**EXERCISE AIM:**
Pull out every line below containing the word "present".

**RECORD EXCERPTS:**
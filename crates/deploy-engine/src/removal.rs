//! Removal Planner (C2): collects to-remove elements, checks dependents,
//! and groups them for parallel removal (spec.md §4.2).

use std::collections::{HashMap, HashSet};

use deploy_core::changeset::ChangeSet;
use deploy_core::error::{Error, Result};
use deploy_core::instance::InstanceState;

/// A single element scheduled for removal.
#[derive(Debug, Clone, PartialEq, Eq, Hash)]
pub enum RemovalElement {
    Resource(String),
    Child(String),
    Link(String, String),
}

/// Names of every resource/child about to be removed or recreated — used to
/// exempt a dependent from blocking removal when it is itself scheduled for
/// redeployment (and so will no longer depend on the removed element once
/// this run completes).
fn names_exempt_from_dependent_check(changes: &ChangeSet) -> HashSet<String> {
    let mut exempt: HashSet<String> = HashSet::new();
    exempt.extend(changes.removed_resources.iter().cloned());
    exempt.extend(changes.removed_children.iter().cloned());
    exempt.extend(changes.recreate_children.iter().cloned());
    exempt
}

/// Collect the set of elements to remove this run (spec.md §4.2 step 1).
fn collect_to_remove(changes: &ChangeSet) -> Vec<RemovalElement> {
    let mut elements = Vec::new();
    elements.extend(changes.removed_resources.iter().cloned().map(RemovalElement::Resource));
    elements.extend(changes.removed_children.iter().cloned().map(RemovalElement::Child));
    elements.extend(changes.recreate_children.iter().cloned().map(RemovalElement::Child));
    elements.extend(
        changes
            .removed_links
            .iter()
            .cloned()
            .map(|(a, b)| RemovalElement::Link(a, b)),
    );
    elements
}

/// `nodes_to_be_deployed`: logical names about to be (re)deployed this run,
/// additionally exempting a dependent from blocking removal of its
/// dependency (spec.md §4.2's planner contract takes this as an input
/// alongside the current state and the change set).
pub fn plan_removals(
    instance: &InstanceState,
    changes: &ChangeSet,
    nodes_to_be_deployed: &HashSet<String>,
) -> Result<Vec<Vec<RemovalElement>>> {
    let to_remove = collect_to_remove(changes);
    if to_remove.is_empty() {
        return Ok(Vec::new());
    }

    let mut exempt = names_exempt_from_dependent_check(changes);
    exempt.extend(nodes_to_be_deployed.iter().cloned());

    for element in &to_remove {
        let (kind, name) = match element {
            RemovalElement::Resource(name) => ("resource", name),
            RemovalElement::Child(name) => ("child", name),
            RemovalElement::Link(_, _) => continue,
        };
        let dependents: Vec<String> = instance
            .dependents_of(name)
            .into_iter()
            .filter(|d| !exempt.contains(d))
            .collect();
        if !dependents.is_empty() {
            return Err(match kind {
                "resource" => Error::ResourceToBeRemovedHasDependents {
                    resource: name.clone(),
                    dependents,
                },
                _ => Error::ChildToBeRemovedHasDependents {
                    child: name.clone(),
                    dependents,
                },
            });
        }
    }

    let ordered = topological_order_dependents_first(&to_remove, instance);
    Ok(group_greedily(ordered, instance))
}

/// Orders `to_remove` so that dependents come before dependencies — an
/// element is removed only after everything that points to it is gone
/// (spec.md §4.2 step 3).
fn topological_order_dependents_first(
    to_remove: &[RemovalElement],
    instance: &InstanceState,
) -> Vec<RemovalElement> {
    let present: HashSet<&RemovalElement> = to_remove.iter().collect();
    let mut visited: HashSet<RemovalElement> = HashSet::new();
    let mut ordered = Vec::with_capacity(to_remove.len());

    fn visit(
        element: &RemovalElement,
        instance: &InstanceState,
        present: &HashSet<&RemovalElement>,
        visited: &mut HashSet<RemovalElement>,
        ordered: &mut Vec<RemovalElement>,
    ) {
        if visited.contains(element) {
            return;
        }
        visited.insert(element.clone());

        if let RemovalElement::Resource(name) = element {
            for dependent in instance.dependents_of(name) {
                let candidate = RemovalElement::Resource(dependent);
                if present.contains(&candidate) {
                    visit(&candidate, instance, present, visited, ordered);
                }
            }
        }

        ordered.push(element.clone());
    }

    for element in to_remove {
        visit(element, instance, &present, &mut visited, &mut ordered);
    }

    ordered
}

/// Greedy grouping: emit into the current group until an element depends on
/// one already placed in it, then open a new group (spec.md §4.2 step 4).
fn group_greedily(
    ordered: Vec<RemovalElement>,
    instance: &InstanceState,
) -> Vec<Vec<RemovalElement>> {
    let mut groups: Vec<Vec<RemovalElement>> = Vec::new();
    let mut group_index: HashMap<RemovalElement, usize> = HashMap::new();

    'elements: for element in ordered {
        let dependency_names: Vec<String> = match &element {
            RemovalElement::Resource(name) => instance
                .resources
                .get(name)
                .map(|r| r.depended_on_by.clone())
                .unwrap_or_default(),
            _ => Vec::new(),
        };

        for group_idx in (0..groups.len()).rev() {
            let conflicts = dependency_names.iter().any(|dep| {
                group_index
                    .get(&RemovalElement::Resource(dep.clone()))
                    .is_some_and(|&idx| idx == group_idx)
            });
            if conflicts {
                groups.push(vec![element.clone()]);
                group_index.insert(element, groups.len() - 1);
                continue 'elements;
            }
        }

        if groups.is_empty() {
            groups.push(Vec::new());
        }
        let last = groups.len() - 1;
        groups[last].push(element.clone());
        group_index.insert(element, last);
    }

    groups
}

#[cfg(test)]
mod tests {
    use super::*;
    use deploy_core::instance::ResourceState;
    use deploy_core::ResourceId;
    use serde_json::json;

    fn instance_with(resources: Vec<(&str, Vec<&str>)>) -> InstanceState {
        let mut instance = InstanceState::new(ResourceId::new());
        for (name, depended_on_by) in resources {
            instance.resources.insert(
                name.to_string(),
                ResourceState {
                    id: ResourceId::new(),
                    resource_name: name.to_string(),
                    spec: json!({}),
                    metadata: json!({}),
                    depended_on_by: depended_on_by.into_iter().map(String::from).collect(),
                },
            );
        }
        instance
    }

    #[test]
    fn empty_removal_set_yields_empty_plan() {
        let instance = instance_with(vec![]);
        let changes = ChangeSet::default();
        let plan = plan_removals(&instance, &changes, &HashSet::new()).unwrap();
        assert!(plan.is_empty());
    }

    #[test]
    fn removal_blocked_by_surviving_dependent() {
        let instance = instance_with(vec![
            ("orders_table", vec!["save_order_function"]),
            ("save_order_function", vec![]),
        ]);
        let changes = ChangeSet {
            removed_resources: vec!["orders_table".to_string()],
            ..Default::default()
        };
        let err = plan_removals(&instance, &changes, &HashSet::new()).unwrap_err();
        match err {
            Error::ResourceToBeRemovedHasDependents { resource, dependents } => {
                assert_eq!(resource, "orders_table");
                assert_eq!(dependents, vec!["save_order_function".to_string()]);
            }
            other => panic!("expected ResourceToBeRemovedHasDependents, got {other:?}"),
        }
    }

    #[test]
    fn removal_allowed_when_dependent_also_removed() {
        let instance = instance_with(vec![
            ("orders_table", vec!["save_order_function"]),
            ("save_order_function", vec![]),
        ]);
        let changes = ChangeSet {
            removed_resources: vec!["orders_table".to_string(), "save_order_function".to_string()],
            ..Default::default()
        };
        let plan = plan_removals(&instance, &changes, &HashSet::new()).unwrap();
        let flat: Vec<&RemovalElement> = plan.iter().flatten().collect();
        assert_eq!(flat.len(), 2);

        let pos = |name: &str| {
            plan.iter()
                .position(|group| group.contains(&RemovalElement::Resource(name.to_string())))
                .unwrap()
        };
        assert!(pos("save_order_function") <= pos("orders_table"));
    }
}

**ANSWER BELOW:**
    let present: HashSet<&RemovalElement> = to_remove.iter().collect();
        present: &HashSet<&RemovalElement>,
                if present.contains(&candidate) {
                    visit(&candidate, instance, present, visited, ordered);
        visit(element, instance, &present, &mut visited, &mut ordered);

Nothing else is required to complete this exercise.